Foto: Universalmuseum Joanneum/A. Fras

Jede Harnischgarnitur besteht aus fünf Hauptteilen, nämlich Kragen, Brust, Rücken und zwei Armzeugen, und wiegt zwischen sieben und acht Kilogramm. Diese Hauptteile bestehen selbst aus 20 bis 24 Einzelteilen, die mit Lederriemen und Nieten verbunden sind. Pro Harnisch wurden vom Landeszeughaus 50 bis 60 Arbeitsstunden aufgewendet. Dementsprechend wurden in das Projekt im Zeitraum von 13 Jahren rund 4.500 Arbeitsstunden, d. h. insgesamt rund 560 Arbeitstage investiert. Dabei wurden rund 6.500 Nieten verarbeitet sowie 1.200 Lederriemen als Belederung aus sieben großen Hirsch- und drei großen Rindslederdecken geschnitten. Zudem verbrauchte man drei Quadratmeter Rohleinen sowie zirka zwei Kilogramm Silberlot und vier Kilogramm Polierpaste.


Foto: Päpstliche Schweizergarde/Till Hüttenmoser

Die Päpstliche Schweizergarde

 

Die Schweizergarde wurde am 22. Januar 1506 von Papst Julius II. eingesetzt und ist die einzige katholische Armee der Welt.
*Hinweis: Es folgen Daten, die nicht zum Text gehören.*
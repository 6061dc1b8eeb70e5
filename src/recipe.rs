//! Recipe records and the JSON feed they arrive in.

use serde::{Deserialize, Serialize};

use crate::error::{RecommendError, Result};

/// Identifier of a recipe, unique within a corpus.
pub type RecipeId = i64;

/// A recipe as consumed by the recommender. Other fields present in the feed
/// (title, url, ratings...) are ignored.
#[derive(Clone, Debug, PartialEq, Eq, Serialize, Deserialize)]
pub struct Recipe {
    pub id: RecipeId,
    pub ingredients: Vec<String>,
}

impl Recipe {
    pub fn new<I, S>(id: RecipeId, ingredients: I) -> Recipe
    where
        I: IntoIterator<Item = S>,
        S: Into<String>,
    {
        Recipe { id, ingredients: ingredients.into_iter().map(Into::into).collect() }
    }
}

/// Parses a feed: a JSON array of `{id, ingredients}` objects.
///
/// Records with a missing or mistyped `id`/`ingredients` are rejected as
/// `InvalidArgument`.
///
/// # Examples
///
/// ```
/// use recipe_knn::recipe::parse_feed;
///
/// let recipes = parse_feed(r#"[{"id": 1, "ingredients": ["egg"], "title": "Omelette"}]"#).unwrap();
/// assert_eq!(recipes[0].id, 1);
/// assert_eq!(recipes[0].ingredients, vec!["egg".to_string()]);
/// ```
pub fn parse_feed(json: &str) -> Result<Vec<Recipe>> {
    serde_json::from_str(json)
        .map_err(|e| RecommendError::InvalidArgument(format!("malformed recipe feed: {}", e)))
}
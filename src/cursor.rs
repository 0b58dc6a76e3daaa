//! Batch-at-a-time iteration over the results of a query.
//!
//! An [`AsyncCursor`] starts out holding the first batch that came back with the command that
//! opened it. Each call to [`AsyncCursor::move_next`] exposes one batch through
//! [`AsyncCursor::current`]: the first call exposes the first batch without a round trip, later
//! calls send a `getMore` on a channel from the cursor's channel source until the server reports
//! the cursor as exhausted (id 0) or the cursor's limit is reached. Closing the cursor while the
//! server still holds it sends a best-effort `killCursors`.
//!
//! [`AsyncCursorEnumerator`] flattens the batches into single documents.

mod enumerator;

use std::time::Duration;

use derive_where::derive_where;
use serde::de::DeserializeOwned;

pub use self::enumerator::AsyncCursorEnumerator;
use crate::{
    bson::{Bson, Document},
    cmap::{ChannelSource, ChannelSourceHandle},
    error::{Error, ErrorKind, Result},
    operation::{execute_on_channel, GetMore, GetMoreResult, KillCursors},
    options::CursorOptions,
    runtime,
    session::ClientSession,
    trace::{TracingRepresentation, CURSOR_TRACING_EVENT_TARGET},
    Namespace,
};

const KILL_CURSORS_TIMEOUT: Duration = Duration::from_secs(10);

/// A server cursor together with the batch it currently exposes.
///
/// The cursor owns a channel source on the server that holds the cursor, and gives it up as soon
/// as the server reports the cursor as exhausted. Dropping a cursor that was not closed and is
/// still open on the server kills it in the background.
///
/// The cursor sends its `getMore` and `killCursors` commands with its own copy of the session it
/// was opened with, so the operation time those replies advance is not seen by the caller's
/// session. Read it from [`session`](AsyncCursor::session) and pass it to
/// [`ClientSession::advance_operation_time`] where causal ordering matters.
#[derive_where(Debug; T)]
pub struct AsyncCursor<T> {
    #[derive_where(skip)]
    channel_source: Option<ChannelSourceHandle>,
    session: ClientSession,
    namespace: Namespace,
    cursor_id: i64,
    first_batch: Option<Vec<Document>>,
    current_batch: Option<Vec<T>>,
    count: usize,
    limit: Option<usize>,
    single_batch: bool,
    batch_size: Option<u32>,
    max_time: Option<Duration>,
    comment: Option<Bson>,
    post_batch_resume_token: Option<Document>,
    was_first_batch_empty: bool,
    closed: bool,
}

impl<T> AsyncCursor<T>
where
    T: DeserializeOwned + Send,
{
    /// Creates a cursor over a batch returned by the command that opened cursor `cursor_id` on
    /// the server behind `channel_source`.
    ///
    /// A positive limit truncates `first_batch` to the limit. When `cursor_id` is 0 the server
    /// holds no cursor and `channel_source` is released immediately.
    pub fn new(
        channel_source: ChannelSourceHandle,
        session: ClientSession,
        namespace: Namespace,
        cursor_id: i64,
        mut first_batch: Vec<Document>,
        post_batch_resume_token: Option<Document>,
        options: CursorOptions,
    ) -> Self {
        let single_batch = options.limit.is_some_and(|limit| limit < 0);
        let limit = options
            .limit
            .map(|limit| usize::try_from(limit.unsigned_abs()).unwrap_or(usize::MAX));

        let was_first_batch_empty = first_batch.is_empty();
        if let Some(limit) = limit.filter(|limit| *limit > 0) {
            first_batch.truncate(limit);
        }
        let count = first_batch.len();

        Self {
            channel_source: (cursor_id != 0).then_some(channel_source),
            session,
            namespace,
            cursor_id,
            first_batch: Some(first_batch),
            current_batch: None,
            count,
            limit,
            single_batch,
            batch_size: options.batch_size,
            max_time: options.max_time,
            comment: options.comment,
            post_batch_resume_token,
            was_first_batch_empty,
            closed: false,
        }
    }

    /// Advances to the next batch. Returns `false` once the cursor is exhausted, and on every
    /// later call.
    ///
    /// Every batch fetched from the server counts as a batch, even an empty one. Fails with
    /// [`ErrorKind::CursorClosed`] after [`close`](AsyncCursor::close).
    pub async fn move_next(&mut self) -> Result<bool> {
        if self.closed {
            return Err(ErrorKind::CursorClosed.into());
        }

        if let Some(first_batch) = self.first_batch.take() {
            self.current_batch = Some(deserialize_batch(first_batch)?);
            return Ok(true);
        }

        if self.current_batch.is_none() {
            return Ok(false);
        }

        if self.cursor_id == 0 || self.single_batch || self.is_limit_reached() {
            self.current_batch = None;
            return Ok(false);
        }

        let result = self.get_more().await?;
        self.save_batch(result)?;
        Ok(true)
    }

    /// The batch exposed by the last successful [`move_next`](AsyncCursor::move_next), or `None`
    /// before the first call and after exhaustion.
    pub fn current(&self) -> Option<&[T]> {
        self.current_batch.as_deref()
    }

    /// Takes the documents of the current batch, leaving it empty. The cursor's position is not
    /// affected.
    pub(crate) fn take_current_batch(&mut self) -> Vec<T> {
        self.current_batch
            .as_mut()
            .map(std::mem::take)
            .unwrap_or_default()
    }

    /// The server cursor id; 0 once the server holds no more results.
    pub fn id(&self) -> i64 {
        self.cursor_id
    }

    /// The namespace the cursor iterates over.
    pub fn namespace(&self) -> &Namespace {
        &self.namespace
    }

    /// The resume token reported with the most recent batch.
    pub fn post_batch_resume_token(&self) -> Option<&Document> {
        self.post_batch_resume_token.as_ref()
    }

    /// Whether the command that opened the cursor returned no documents at all.
    pub fn was_first_batch_empty(&self) -> bool {
        self.was_first_batch_empty
    }

    /// Whether [`close`](AsyncCursor::close) has been called.
    pub fn is_closed(&self) -> bool {
        self.closed
    }

    /// The cursor's copy of the session it was opened with, as advanced by its own commands.
    pub fn session(&self) -> &ClientSession {
        &self.session
    }

    /// Closes the cursor, killing it on the server if it is still open there. Failures to kill
    /// the cursor are logged and otherwise ignored. Closing an already closed cursor does
    /// nothing.
    pub async fn close(&mut self) {
        if self.closed {
            return;
        }
        self.closed = true;
        self.first_batch = None;
        self.current_batch = None;

        let Some(channel_source) = self.channel_source.take() else {
            return;
        };
        if self.cursor_id != 0 {
            kill_cursor_quietly(
                channel_source.as_ref(),
                &mut self.session,
                self.namespace.clone(),
                self.cursor_id,
            )
            .await;
        }
    }

    fn positive_limit(&self) -> Option<usize> {
        self.limit.filter(|limit| *limit > 0)
    }

    fn is_limit_reached(&self) -> bool {
        self.positive_limit().is_some_and(|limit| self.count >= limit)
    }

    /// The `batchSize` of the next `getMore`: the configured batch size, capped by what is left
    /// of the limit.
    fn get_more_batch_size(&self) -> Option<i32> {
        let mut number_to_return = self.batch_size.map_or(0, |size| size as usize);
        if let Some(limit) = self.positive_limit() {
            let remaining = limit.saturating_sub(self.count);
            if number_to_return == 0 || number_to_return > remaining {
                number_to_return = remaining;
            }
        }

        if self.batch_size.is_some_and(|size| size > 0) || self.positive_limit().is_some() {
            Some(i32::try_from(number_to_return).unwrap_or(i32::MAX))
        } else {
            None
        }
    }

    async fn get_more(&mut self) -> Result<GetMoreResult> {
        let channel_source = self.channel_source.as_ref().ok_or_else(|| {
            Error::internal("an open cursor has no channel source")
        })?;
        let mut channel = channel_source.get_channel().await?;
        let mut get_more = GetMore::new(
            self.namespace.clone(),
            self.cursor_id,
            channel_source.server_address().clone(),
        )
        .batch_size(self.get_more_batch_size())
        .max_time(self.max_time)
        .comment(self.comment.clone());

        execute_on_channel(&mut get_more, channel.as_mut(), &mut self.session, None).await
    }

    fn save_batch(&mut self, result: GetMoreResult) -> Result<()> {
        let mut documents = result.batch;
        self.count += documents.len();
        if let Some(limit) = self.positive_limit() {
            if self.count > limit {
                let remove = self.count - limit;
                documents.truncate(documents.len() - remove);
                self.count = limit;
            }
        }

        self.current_batch = Some(deserialize_batch(documents)?);
        self.cursor_id = result.id;
        self.post_batch_resume_token = result.post_batch_resume_token;

        if self.cursor_id == 0 {
            self.channel_source = None;
        }
        Ok(())
    }
}

impl<T> Drop for AsyncCursor<T> {
    fn drop(&mut self) {
        if self.closed || self.cursor_id == 0 {
            return;
        }
        let Some(channel_source) = self.channel_source.take() else {
            return;
        };
        let mut session = std::mem::take(&mut self.session);
        let namespace = self.namespace.clone();
        let cursor_id = self.cursor_id;
        runtime::spawn(async move {
            kill_cursor_quietly(channel_source.as_ref(), &mut session, namespace, cursor_id).await;
        });
    }
}

fn deserialize_batch<T: DeserializeOwned>(batch: Vec<Document>) -> Result<Vec<T>> {
    batch
        .into_iter()
        .map(|document| crate::bson::from_document(document).map_err(Error::from))
        .collect()
}

async fn kill_cursor(
    channel_source: &dyn ChannelSource,
    session: &mut ClientSession,
    namespace: Namespace,
    cursor_id: i64,
) -> Result<()> {
    let mut channel = channel_source.get_channel().await?;
    let mut kill_cursors =
        KillCursors::new(namespace, cursor_id, channel_source.server_address().clone());
    execute_on_channel(&mut kill_cursors, channel.as_mut(), session, None).await
}

async fn kill_cursor_quietly(
    channel_source: &dyn ChannelSource,
    session: &mut ClientSession,
    namespace: Namespace,
    cursor_id: i64,
) {
    let kill = kill_cursor(channel_source, session, namespace, cursor_id);
    match tokio::time::timeout(KILL_CURSORS_TIMEOUT, kill).await {
        Ok(Ok(())) => {}
        Ok(Err(error)) => tracing::debug!(
            target: CURSOR_TRACING_EVENT_TARGET,
            cursorId = cursor_id,
            error = error.tracing_representation(),
            "Ignoring killCursors failure"
        ),
        Err(_) => tracing::debug!(
            target: CURSOR_TRACING_EVENT_TARGET,
            cursorId = cursor_id,
            "killCursors timed out"
        ),
    }
}
use crate::{
    linq::{
        translators::{
            distinct::DistinctStageTranslator,
            group_by::GroupByStageTranslator,
            of_type::OfTypeStageTranslator,
            order_by::OrderByStageTranslator,
            select::SelectStageTranslator,
            select_many::SelectManyStageTranslator,
            skip_take::SkipTakeStageTranslator,
            where_stage::WhereStageTranslator,
            QueryCall,
            StageTranslator,
            TranslatedPipeline,
        },
        Expression,
        Method,
        QueryMethod,
        UnsupportedExpressionError,
    },
    trace::LINQ_TRACING_EVENT_TARGET,
};

/// Translates query expressions into aggregation pipelines.
#[derive(Clone, Copy, Debug, Default)]
#[non_exhaustive]
pub struct PipelineTranslator;

impl PipelineTranslator {
    /// Translates a chain of query method calls into the pipeline that computes its result.
    ///
    /// The innermost call is translated first, starting from an empty pipeline over the
    /// documents of the queryable, and each call appends its stages to the pipeline of its source.
    pub fn translate(
        expression: &Expression,
    ) -> std::result::Result<TranslatedPipeline, UnsupportedExpressionError> {
        let (method, arguments) = match expression {
            Expression::Queryable(serializer) => {
                return Ok(TranslatedPipeline::new(serializer.clone()))
            }
            Expression::Call {
                method: Method::Query(method),
                arguments,
            } => (*method, arguments),
            _ => {
                return Err(UnsupportedExpressionError::new(
                    expression,
                    "it is not a query method call",
                ))
            }
        };
        let source = arguments.first().ok_or_else(|| {
            UnsupportedExpressionError::new(expression, format!("{method} has no source"))
        })?;
        let pipeline = Self::translate(source)?;

        let call = QueryCall {
            expression,
            method,
            arguments,
        };
        let result = stage_translator(method).translate(pipeline, &call);
        match result {
            Ok(ref pipeline) => tracing::trace!(
                target: LINQ_TRACING_EVENT_TARGET,
                method = %method,
                stageCount = pipeline.stages().len(),
                "Translated query method"
            ),
            Err(ref error) => tracing::debug!(
                target: LINQ_TRACING_EVENT_TARGET,
                method = %method,
                reason = %error.reason,
                "Query method is not supported"
            ),
        }
        result
    }
}

fn stage_translator(method: QueryMethod) -> &'static dyn StageTranslator {
    match method {
        QueryMethod::Where => &WhereStageTranslator,
        QueryMethod::Select => &SelectStageTranslator,
        QueryMethod::GroupBy => &GroupByStageTranslator,
        QueryMethod::OrderBy
        | QueryMethod::OrderByDescending
        | QueryMethod::ThenBy
        | QueryMethod::ThenByDescending => &OrderByStageTranslator,
        QueryMethod::SelectMany => &SelectManyStageTranslator,
        QueryMethod::Distinct => &DistinctStageTranslator,
        QueryMethod::OfType => &OfTypeStageTranslator,
        QueryMethod::Skip | QueryMethod::Take => &SkipTakeStageTranslator,
    }
}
Die Aufgaben der 135 Mann starken Garde umfassen die Bewachung des Papstes, seiner Residenz, des Apostolischen Palastes, der Zugänge zum Vatikan, des Konklaves während der Papstwahl sowie die Begleitung auf seinen Reisen. Die Voraussetzungen für eine Aufnahme sind äußerst streng: Die Bewerber müssen Schweizer Staatsbürger, nicht älter als 30 Jahre, unverheiratet und mindestens 174 cm groß sein sowie ein inniges Bekenntnis zum römisch-katholischen Glauben, dem Papst und Vatikan ablegen. Matura oder abgeschlossene Berufsschule und eine militärische Ausbildung sind ebenfalls Voraussetzung; gedient werden muss mindestens 26 Monate.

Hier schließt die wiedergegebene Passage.